Josef Gredler

29  „Das haben sich die Österreicherinnen und Österreicher nicht verdient“ (10.09.2013)

 

   Weil in wenigen Wochen die wahlberechtigten Österreicher/innen entscheiden dürfen/müssen, wer unser Land für weitere fünf Jahre regieren soll, bemühen sich die Vertreter/innen der politischen Parteien, die auf dem Stimmzettel zur Wahl angekreuzt werden können, mit allen erlaubten und nicht selten auch unerlaubten Mitteln, dass ihre Partei und damit sie selber das Kreuzerl bekommen. Die Bezeichnung „Wahlkampf“ ist für dieses Werben absolut zureffend, denn es hat ausgeprägt kampfbetonte Züge. In ihren Wahl werbenden Auftritten, Diskussionen und Konfrontationen versprechen die einzelnen Parteien, dass vieles oder alles besser wird, wenn man ihnen die Stimme gibt. Dass manche von ihnen dazu schon viele Jahre ausreichend Gelegenheit gehabt hätten, verwundert nur aufmerksame und kritische Zuseher. Aber justament vor den Wahlen wissen die Parteigranden ganz genau, wie es geht, damit es aufwärts geht. Und jene, die noch nicht die Möglichkeit hatten, mitzuregieren, wollen das endlich auch dürfen. Sie zeigen den „Österreicherinnen und Österreichern“ gerne ihren Zauberschlüssel, mit dem sie ihnen die Tür in eine positive Zukunft aufsperren würden, falls man ihnen mit der ausreichenden Anzahl von Stimmen dazu den Auftrag erteilt. Was da wochenlang alles versprochen wird, kann in vielen Jahrzehnten niemals erfüllt werden. Wundersam ist nur, dass das alle vier Jahre wieder doch irgendwie funktioniert, weil viele Wähler/innen offensichtlich vergessen haben, was wer vor letzten Wahl versprochen, aber nicht gehalten hat. Aber ganz so ist es Gott sei Dank auch wieder nicht – immer. Nicht alle bedienen sich hemmungslos solcher Versprechen, es gibt auch sachliche, ehrliche Ankündigungen, bei denen man spürt, dass die Vertreter/innen der politischen Parteien verantworten wollen, was sie sagen.
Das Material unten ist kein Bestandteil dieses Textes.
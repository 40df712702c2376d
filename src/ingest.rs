//! Ingestion pipeline for lecnav.
//!
//! Coordinates caption loading, segmentation, embedding and indexing.

use crate::captions::{load_captions, parse_captions, source_id_from_input, CaptionFormat};
use crate::config::Settings;
use crate::embedding::{Embedder, OpenAIEmbedder};
use crate::error::{LecnavError, Result};
use crate::segment::{segment, SegmentConfig, SegmentPreset, TimedUnit};
use crate::vector_store::{open_store, StoredChunk, VectorStore};
use std::path::Path;
use std::sync::Arc;
use tracing::{debug, info, instrument};

/// Per-call segmentation choices.
#[derive(Debug, Clone, Copy, Default)]
pub struct IngestOptions {
    /// Window preset to start from.
    pub preset: SegmentPreset,
    /// Override the preset's window, in seconds.
    pub window: Option<f64>,
    /// Override the preset's overlap, in seconds.
    pub overlap: Option<f64>,
}

/// Result of ingesting a source.
#[derive(Debug, Clone)]
pub struct IngestResult {
    /// Source ID.
    pub source_id: String,
    /// Title.
    pub title: String,
    /// Number of chunks indexed.
    pub chunks_indexed: usize,
}

/// Turns caption units into indexed chunks.
pub struct Ingestor {
    settings: Settings,
    embedder: Arc<dyn Embedder>,
    store: Arc<dyn VectorStore>,
}

impl Ingestor {
    /// Create an ingestor with the embedder and store chosen by `settings`.
    pub fn new(settings: Settings) -> Result<Self> {
        let embedder = Arc::new(OpenAIEmbedder::from_settings(&settings.embedding)?);
        let store = open_store(&settings)?;
        Ok(Self::with_components(settings, embedder, store))
    }

    /// Create an ingestor with custom components.
    pub fn with_components(
        settings: Settings,
        embedder: Arc<dyn Embedder>,
        store: Arc<dyn VectorStore>,
    ) -> Self {
        Self {
            settings,
            embedder,
            store,
        }
    }

    pub fn vector_store(&self) -> Arc<dyn VectorStore> {
        self.store.clone()
    }

    pub fn embedder(&self) -> Arc<dyn Embedder> {
        self.embedder.clone()
    }

    pub fn settings(&self) -> &Settings {
        &self.settings
    }

    /// Build the segment config for `options` from the configured presets.
    pub fn segment_config(&self, options: &IngestOptions) -> Result<SegmentConfig> {
        self.settings
            .segmentation
            .segment_config(options.preset, options.window, options.overlap)
    }

    /// Load a caption file and index it.
    ///
    /// The source id defaults to the file stem and the title to the source id.
    #[instrument(skip(self, options), fields(path = %path.display()))]
    pub async fn ingest_file(
        &self,
        path: &Path,
        source_id: Option<&str>,
        title: Option<&str>,
        options: &IngestOptions,
    ) -> Result<IngestResult> {
        // Validate the window before touching the file.
        let config = self.segment_config(options)?;

        let source_id = match source_id {
            Some(id) => id.trim().to_string(),
            None => source_id_from_input(&path.to_string_lossy())?,
        };

        let units = load_captions(path, config.cleaner())?;
        let title = title.unwrap_or(&source_id).to_string();
        self.index_units(&source_id, &title, &units, &config, options.preset)
            .await
    }

    /// Parse caption content already in memory and index it.
    ///
    /// A missing source id gets a fresh random one.
    #[instrument(skip(self, content, options))]
    pub async fn ingest_content(
        &self,
        content: &str,
        format: Option<CaptionFormat>,
        source_id: Option<&str>,
        title: Option<&str>,
        options: &IngestOptions,
    ) -> Result<IngestResult> {
        let config = self.segment_config(options)?;
        let format = format.unwrap_or_else(|| CaptionFormat::sniff(content));
        let units = parse_captions(content, format, config.cleaner())?;

        let source_id = match source_id.map(str::trim).filter(|s| !s.is_empty()) {
            Some(id) => id.to_string(),
            None => uuid::Uuid::new_v4().simple().to_string(),
        };
        let title = title.unwrap_or(&source_id).to_string();
        self.index_units(&source_id, &title, &units, &config, options.preset)
            .await
    }

    /// Segment, embed and index a sequence of units under `source_id`.
    pub async fn ingest_units(
        &self,
        source_id: &str,
        title: &str,
        units: &[TimedUnit],
        options: &IngestOptions,
    ) -> Result<IngestResult> {
        let config = self.segment_config(options)?;
        self.index_units(source_id, title, units, &config, options.preset)
            .await
    }

    async fn index_units(
        &self,
        source_id: &str,
        title: &str,
        units: &[TimedUnit],
        config: &SegmentConfig,
        preset: SegmentPreset,
    ) -> Result<IngestResult> {
        if source_id.is_empty() {
            return Err(LecnavError::InvalidInput(
                "source id must not be empty".to_string(),
            ));
        }

        let mut chunks = segment(units, config);
        info!(
            "Segmented {} units into {} chunks for {}",
            units.len(),
            chunks.len(),
            source_id
        );

        if chunks.is_empty() {
            return Ok(IngestResult {
                source_id: source_id.to_string(),
                title: title.to_string(),
                chunks_indexed: 0,
            });
        }

        for chunk in &mut chunks {
            chunk.metadata.insert("preset".into(), preset.to_string().into());
            chunk.metadata.insert("window".into(), config.window().into());
            chunk.metadata.insert("overlap".into(), config.overlap().into());
        }

        let texts: Vec<String> = chunks.iter().map(|c| c.text.clone()).collect();
        let embeddings = self.embedder.embed_batch(&texts).await?;
        if embeddings.len() != chunks.len() {
            return Err(LecnavError::Embedding(format!(
                "Expected {} embeddings, got {}",
                chunks.len(),
                embeddings.len()
            )));
        }
        debug!("Generated {} embeddings", embeddings.len());

        let stored: Vec<StoredChunk> = chunks
            .into_iter()
            .zip(embeddings)
            .enumerate()
            .map(|(order, (chunk, embedding))| {
                StoredChunk::new(
                    source_id.to_string(),
                    title.to_string(),
                    chunk,
                    embedding,
                    order as i32,
                )
            })
            .collect();

        let count = self.store.replace_source(source_id, &stored).await?;

        Ok(IngestResult {
            source_id: source_id.to_string(),
            title: title.to_string(),
            chunks_indexed: count,
        })
    }
}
   Höhepunkte in diesem Wahlkampf sind die Konfrontationen der Spitzenkandidaten im Fernsehen, die als Diskussion angekündigt zu richtigen Duellen werden, in den es nur um siegen müssen und nicht verlieren dürfen geht. Worte werden da scharf wie ein Schwert, das in einem kämpferischen Gezänke vor einer Million Zuseher/innen den Gegner besiegen soll. Medienwirksam inszeniert, indem Zuseher ins Studio, in die Arena geholt werden, die dann klatschen, wenn ihr Kandidat einen verbalen Treffer gelandet hat. Die Zuschauer vor den Bildschirmen zu Hause sollen dadurch animiert und in Stimmung gebracht werden, ähnlich wie bei den Comedies im Vorabendprogramm, in denen Publikum im Hintergrund bei Pointen lacht, damit die Zuschauer vor den Bildschirmen wissen, dass das jetzt lustig ist. Die Duellanten dieser TV-Konfrontationen sind bestens vorbereitet, mit vielen anbiedernden Worthülsen aufgeladen. Nur in Ausnahmefällen hat man den Eindruck, dass der Spitzenkandidat noch er selber ist, selber sagt, was er selber meint. Manche erwecken eher den Eindruck, eine einstudierte Rolle vorzuspielen, vorbereitete Sager mit einstudierter Körpersprache einzusetzen. Je weniger ein Kandidat wirklich zu sagen hat, desto mehr bedient er sich solcher eingeübter Sager, die dann refrainartig wiederholt werden. Beispiel gefällig? Der Gegner hat etwas gesagt, das der andere Kandidat in einen Vorteil für sich meint ummünzen zu können, dann klingt das oft so: „Das haben sich die Österreicherinnen und Österreicher nicht verdient.“ Er nimmt die Österreicher, diese Armutschkerln, in Schutz, will sie damit auf seine Seite ziehen, indem er ihnen die Augen öffnet, dass der andere Kandidat jetzt nicht nett zu ihnen war. Selber hätten sie es vielleicht nicht gemerkt oder zu wenig kapiert, deshalb diese kleine Nachhilfe mit den Worten: „Das haben sich die Österreicherinnen und Österreicher nicht verdient.“ Das aber müssen die Österreicherinnen und Österreicher selber wissen bzw. entscheiden. Jedenfalls haben sie nach der nächsten Wahl die Regierung, die sie gewählt und damit auch verdient haben.